15Lorsque Libération parle d’hystérie anticaucasienne pour qualifier le comportement des Moscovites, la disqualification découle du sémantisme du préfixe anti- et de la charge axiologique du terme hystérie. Elle procède également de façon plus souterraine du syllogisme sous-jacent à l’énoncé. Reprenons notre extrait :

24 heures après la tragédie, les Moscovites encore sous le choc ont facilement cédé à l’hystérie anticaucasienne. Même si aucun élément de l’enquête ne permet de prouver un lien entre l’attentat de mardi soir et le combat indépendantiste tchétchène, presque tout le monde croit à cette piste.16L’énoncé repose sur le syllogisme suivant : quand on accuse un groupe sans preuve, cela relève de l’hystérie ; or, les Moscovites imputent les attentats aux Caucasiens ; donc les Moscovites ont facilement cédé à l’hystérie anticaucasienne.
La réforme judiciaire du ministre Broda fera date par son caractère irréversible.
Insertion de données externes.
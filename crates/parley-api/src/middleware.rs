use axum::{
    extract::Request,
    http::{StatusCode, header},
    middleware::Next,
    response::Response,
};
use jsonwebtoken::{DecodingKey, Validation, decode};

use parley_types::api::Claims;

/// Extract and validate JWT from Authorization header.
pub async fn require_auth(mut req: Request, next: Next) -> Result<Response, StatusCode> {
    let auth_header = req
        .headers()
        .get(header::AUTHORIZATION)
        .and_then(|v| v.to_str().ok())
        .ok_or(StatusCode::UNAUTHORIZED)?;

    let token = auth_header
        .strip_prefix("Bearer ")
        .ok_or(StatusCode::UNAUTHORIZED)?;

    let secret =
        std::env::var("PARLEY_JWT_SECRET").unwrap_or_else(|_| "dev-secret-change-me".into());

    let token_data = decode::<Claims>(
        token,
        &DecodingKey::from_secret(secret.as_bytes()),
        &Validation::default(),
    )
    .map_err(|_| StatusCode::UNAUTHORIZED)?;

    req.extensions_mut().insert(token_data.claims);
    Ok(next.run(req).await)
}
use thiserror::Error;

/// Failure from the persistence collaborator. Opaque to the pipeline:
/// whatever went wrong in the store is surfaced unchanged, never retried.
#[derive(Debug, Error)]
#[error("message store error: {0}")]
pub struct StoreError(#[from] pub anyhow::Error);

#[derive(Debug, Error)]
pub enum ChatError {
    /// `mark_read` on an id the store does not know.
    #[error("Message not found")]
    NotFound,

    #[error(transparent)]
    Store(#[from] StoreError),
}

impl ChatError {
    pub fn is_not_found(&self) -> bool {
        matches!(self, ChatError::NotFound)
    }
}
use std::path::PathBuf;
use std::sync::Arc;

use argon2::{
    Argon2, PasswordHash, PasswordHasher, PasswordVerifier,
    password_hash::{SaltString, rand_core::OsRng},
};
use axum::{Json, extract::State, http::StatusCode, response::Response};
use jsonwebtoken::{EncodingKey, Header, encode};

use parley_chat::{KeywordClassifier, MessagePipeline};
use parley_db::Database;
use parley_types::api::{ApiResponse, Claims, LoginData, LoginRequest, RegisterRequest};

use crate::response::{envelope, failure};

pub type AppState = Arc<AppStateInner>;

pub struct AppStateInner {
    /// The pipeline owns the database; other handlers reach it through
    /// `pipeline.store()`.
    pub pipeline: MessagePipeline<Database, KeywordClassifier>,
    pub jwt_secret: String,
    pub upload_dir: PathBuf,
}

impl AppStateInner {
    pub fn db(&self) -> &Database {
        self.pipeline.store()
    }
}

pub async fn register(
    State(state): State<AppState>,
    Json(req): Json<RegisterRequest>,
) -> Result<Response, StatusCode> {
    // Validate input
    if req.username.len() < 3 || req.username.len() > 32 {
        return Ok(failure(StatusCode::BAD_REQUEST, "Invalid username"));
    }
    if req.password.len() < 8 {
        return Ok(failure(StatusCode::BAD_REQUEST, "Password too short"));
    }

    // Check if the email is taken
    if state
        .db()
        .get_user_by_email(&req.email)
        .map_err(|_| StatusCode::INTERNAL_SERVER_ERROR)?
        .is_some()
    {
        return Ok(failure(StatusCode::BAD_REQUEST, "Email already exists"));
    }

    // Hash password with Argon2id
    let salt = SaltString::generate(&mut OsRng);
    let argon2 = Argon2::default();
    let password_hash = argon2
        .hash_password(req.password.as_bytes(), &salt)
        .map_err(|_| StatusCode::INTERNAL_SERVER_ERROR)?
        .to_string();

    state
        .db()
        .create_user(&req.username, &req.email, &password_hash, "OFFLINE")
        .map_err(|_| StatusCode::INTERNAL_SERVER_ERROR)?;

    Ok(envelope(
        StatusCode::CREATED,
        ApiResponse::<()>::ok_empty("User registered successfully"),
    ))
}

pub async fn login(
    State(state): State<AppState>,
    Json(req): Json<LoginRequest>,
) -> Result<Response, StatusCode> {
    let Some(user) = state
        .db()
        .get_user_by_email(&req.email)
        .map_err(|_| StatusCode::INTERNAL_SERVER_ERROR)?
    else {
        return Ok(failure(StatusCode::UNAUTHORIZED, "Invalid credentials"));
    };

    // Verify password
    let parsed_hash =
        PasswordHash::new(&user.password).map_err(|_| StatusCode::INTERNAL_SERVER_ERROR)?;

    if Argon2::default()
        .verify_password(req.password.as_bytes(), &parsed_hash)
        .is_err()
    {
        return Ok(failure(StatusCode::UNAUTHORIZED, "Invalid credentials"));
    }

    state
        .db()
        .update_status(user.id, "ONLINE")
        .map_err(|_| StatusCode::INTERNAL_SERVER_ERROR)?;

    let token = create_token(&state.jwt_secret, user.id, &user.username)
        .map_err(|_| StatusCode::INTERNAL_SERVER_ERROR)?;

    Ok(envelope(
        StatusCode::OK,
        ApiResponse::ok(
            "Login successful",
            LoginData {
                token,
                email: req.email,
            },
        ),
    ))
}

pub fn create_token(secret: &str, user_id: i64, username: &str) -> anyhow::Result<String> {
    let claims = Claims {
        sub: user_id,
        username: username.to_string(),
        exp: (chrono::Utc::now() + chrono::Duration::days(30)).timestamp() as usize,
    };

    let token = encode(
        &Header::default(),
        &claims,
        &EncodingKey::from_secret(secret.as_bytes()),
    )?;

    Ok(token)
}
Significatif, à cet égard, est le refus catégorique de l'Autriche de s'abandonner à l'hystérie antiterroriste à la mode, quelles qu'aient pu être les pressions des Allemands ou des Israéliens.17

16Dans ce deuxième extrait, on peut mettre en évidence le syllogisme suivant : quand on prend un groupe pour cible, on s’abandonne à l’hystérie ; or, il est de bon ton de s’attaquer aux terroristes ; donc la plupart des pays s’abandonnent à l’hystérie antiterroriste.

17La disqualification implicite du comportement d'autrui procède du sémantisme des mots (anti- implique un comportement adversatif), de la doxa sur laquelle repose l’enthymème qui consiste à fustiger tout déchaînement contre un groupe, une nation, un peuple, à prendre un groupe comme bouc émissaire. Cela a une incidence sur l'ethos de l'autre. En contrepoint, on construit un ethos éthique.

Discours / gesta narrativisé et indexation sur une doxa rationaliste

18Les syntagmes comportant le terme hystérie sont également indexés sur une doxa rationaliste qui procède du sémantisme des verbes introduisant la séquence hystérie suivie d’un relationnel. En effet, les syntagmes s'abandonner à l’hystérie antiterroriste, donner dans l’hystérie nationaliste, céder à l’hystérie anticaucasienne, être en proie à l’hystérie antitchétchène renvoient à des émotions incontrôlables et surtout à des comportements aliénés. Ces verbes comportent les sèmes suivants : + état émotionnel, + aliénation ; – rationalité, – résistance. Ils sont parfois renforcés par des modalisations disqualifiantes, comme facilement, à la mode, qui renvoient à l'argument de la quantité valorisant ce qui est admis par le plus grand nombre.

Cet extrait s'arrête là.